ヘッドレスCMSを日本で展開する場合にはサーバー及びCDNやキャッシュサーバの物理的な位置がキーとなるだろう。
Netlify vs Vercel
HeadlessCMSのデプロイ先として代表的なものにNetlifyとVercelが挙げられる。
Netlifyの無料プランでは日本にCDNのキャッシュポイントが無くページの読み込みが遅くなるといった噂が多い。
なお、NetlifyのウェブサイトではCDNのキャッシュポイントの場所を公開していない。
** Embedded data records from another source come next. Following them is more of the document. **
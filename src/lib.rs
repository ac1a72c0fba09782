pub mod admin;
pub mod config;
pub mod error;
pub mod protocol;
pub mod registry;
pub mod server;
pub mod utils;

pub use crate::config::ReflectorConfig;
pub use registry::{AddOutcome, ClientKey, ClientRecord, ClientRegistry};
pub use server::Reflector;
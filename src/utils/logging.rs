//! Logging utilities
//!
//! Provides logging setup and configuration.

use env_logger::Env;

/// Setup logging for the reflector
///
/// `RUST_LOG` wins when set; otherwise everything at `info` and above is shown.
pub fn setup_logging() {
    env_logger::Builder::from_env(Env::default().default_filter_or("info")).init();
}
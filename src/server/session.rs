//! Peer session state
//!
//! The payload each registry record carries for a linked gateway.

use parking_lot::Mutex;
use std::net::SocketAddr;
use std::time::{Duration, Instant};

/// Session state of one linked gateway.
///
/// Shared between the receiver (which refreshes `last_seen`) and the sweeper
/// (which reads it), so the timestamp sits behind its own lock. The registry
/// never touches it.
#[derive(Debug)]
pub struct PeerSession {
    peer: SocketAddr,
    linked_at: Instant,
    last_seen: Mutex<Instant>,
}

impl PeerSession {
    pub fn new(peer: SocketAddr, now: Instant) -> Self {
        Self {
            peer,
            linked_at: now,
            last_seen: Mutex::new(now),
        }
    }

    /// Socket address packets for this gateway are sent to.
    pub fn peer(&self) -> SocketAddr {
        self.peer
    }

    pub fn linked_at(&self) -> Instant {
        self.linked_at
    }

    pub fn last_seen(&self) -> Instant {
        *self.last_seen.lock()
    }

    /// Records traffic from the gateway. Never moves the timestamp backwards.
    pub fn touch(&self, now: Instant) {
        let mut last_seen = self.last_seen.lock();
        if now > *last_seen {
            *last_seen = now;
        }
    }

    /// Time since the gateway was last heard, zero if `now` is earlier.
    pub fn idle_for(&self, now: Instant) -> Duration {
        now.saturating_duration_since(self.last_seen())
    }

    pub fn is_expired(&self, now: Instant, timeout: Duration) -> bool {
        self.idle_for(now) >= timeout
    }
}
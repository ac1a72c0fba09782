//! YSF packet parsing
//!
//! Turns raw datagrams into [`Packet`]s. Anything else is a [`ProtocolError`].

use crate::error::ProtocolError;
use crate::protocol::packets::*;

/// Parse a raw datagram into a `Packet`
pub fn parse_packet(raw: &[u8]) -> Result<Packet<'_>, ProtocolError> {
    if raw.len() < TAG_LENGTH {
        return Err(ProtocolError::TooShort(raw.len()));
    }

    let mut tag = [0u8; TAG_LENGTH];
    tag.copy_from_slice(&raw[..TAG_LENGTH]);

    match &tag {
        POLL_TAG => {
            expect_length("poll", raw, POLL_LENGTH)?;
            Ok(Packet::Poll {
                callsign: parse_callsign(&raw[4..14])?,
            })
        }
        UNLINK_TAG => {
            expect_length("unlink", raw, UNLINK_LENGTH)?;
            Ok(Packet::Unlink {
                callsign: parse_callsign(&raw[4..14])?,
            })
        }
        DATA_TAG => {
            expect_length("data", raw, DATA_LENGTH)?;
            Ok(Packet::Data {
                gateway: parse_callsign(&raw[4..14])?,
                source: parse_callsign(&raw[14..24])?,
                destination: parse_callsign(&raw[24..34])?,
                raw,
            })
        }
        STATUS_TAG => {
            expect_length("status", raw, STATUS_REQUEST_LENGTH)?;
            Ok(Packet::StatusRequest)
        }
        _ => Err(ProtocolError::UnknownTag(tag)),
    }
}

fn expect_length(tag: &'static str, raw: &[u8], expected: usize) -> Result<(), ProtocolError> {
    if raw.len() != expected {
        return Err(ProtocolError::InvalidLength {
            tag,
            expected,
            actual: raw.len(),
        });
    }
    Ok(())
}

/// Decode a space or NUL padded callsign field.
///
/// Source and destination fields may legitimately be blank, so an empty
/// result is accepted; non-printable bytes are not.
fn parse_callsign(field: &[u8]) -> Result<String, ProtocolError> {
    let trimmed = field
        .iter()
        .rposition(|&b| b != b' ' && b != 0)
        .map_or(&field[..0], |last| &field[..=last]);

    if trimmed.iter().any(|&b| !(b.is_ascii_graphic() || b == b' ')) {
        return Err(ProtocolError::MalformedCallsign(
            String::from_utf8_lossy(field).into_owned(),
        ));
    }

    Ok(String::from_utf8_lossy(trimmed).into_owned())
}
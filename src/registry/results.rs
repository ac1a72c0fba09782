//! Registry result types
//!
//! Defines result structures returned by registry operations.

use std::sync::Arc;

use crate::registry::ClientRecord;

/// Result of adding a record
#[derive(Debug)]
pub enum AddOutcome<E> {
    /// The key was absent; the record was appended at `position`.
    Inserted { position: usize },
    /// The key was present; the new record took over the existing slot.
    Replaced {
        position: usize,
        previous: Arc<ClientRecord<E>>,
    },
}

impl<E> AddOutcome<E> {
    /// Slot the added record occupies at the moment the call returned.
    pub fn position(&self) -> usize {
        match self {
            AddOutcome::Inserted { position } => *position,
            AddOutcome::Replaced { position, .. } => *position,
        }
    }

    pub fn is_replaced(&self) -> bool {
        matches!(self, AddOutcome::Replaced { .. })
    }
}
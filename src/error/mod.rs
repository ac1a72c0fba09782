//! Error handling
//!
//! Defines error types and handling for the reflector.

pub mod handlers;
pub mod types;

pub use types::*;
日本でWebサービスを展開する場合、どちらのプラットフォームを選択すべきだろうか。それぞれの無料プラン利用した場合の日本からのページ読み込み速度をGoogle PageSpeed Insightで比較した。
HeadlessCMSには、2022年のJAMStack調査で開発者の満足度が最も高いと評価されたSanity.ioを選んだ。
読み込み速度をテストするため、極端に容量が大きい画像を多数使用したブログ記事をReactで作成した。
比較基準は「閲覧者から見たページスピード」であるSpeed Indexとする。
各サイトそれぞれで3回計測して比較した。
1回目
Netlify
Speed Index 4.0秒
Vercel
Speed Index 0.8秒
2回目
Netlify
Speed Index 4.8秒
Vercel
Speed Index 2.4秒
3回目
Netlify
Speed Index 4.1秒
Vercel
Speed Index 3.0秒
3回の計測の比較
3回ともVercelのほうが速く、1回目の計測においては5倍もの差が出た。
世界的に人気のNetlifyだが、日本での使用については注意が必要だ。
まとめ
今回の比較ではVercelの無料プランのほうがSEOに有利になりそうだ。しかし、他のホスティングサービスの選択肢やプランのアップグレードなども検討できるだろう。
ヘッドレスCMSのSEO対策は、基本的には他国でウェブサービス/サイトを展開するのと同じ対策で良さそうだ。しかし、ヘッドレス化により運用環境の選択肢が増えた分、ホスティング先やCDNのノードの場所には気を配ろうと結論付けたい。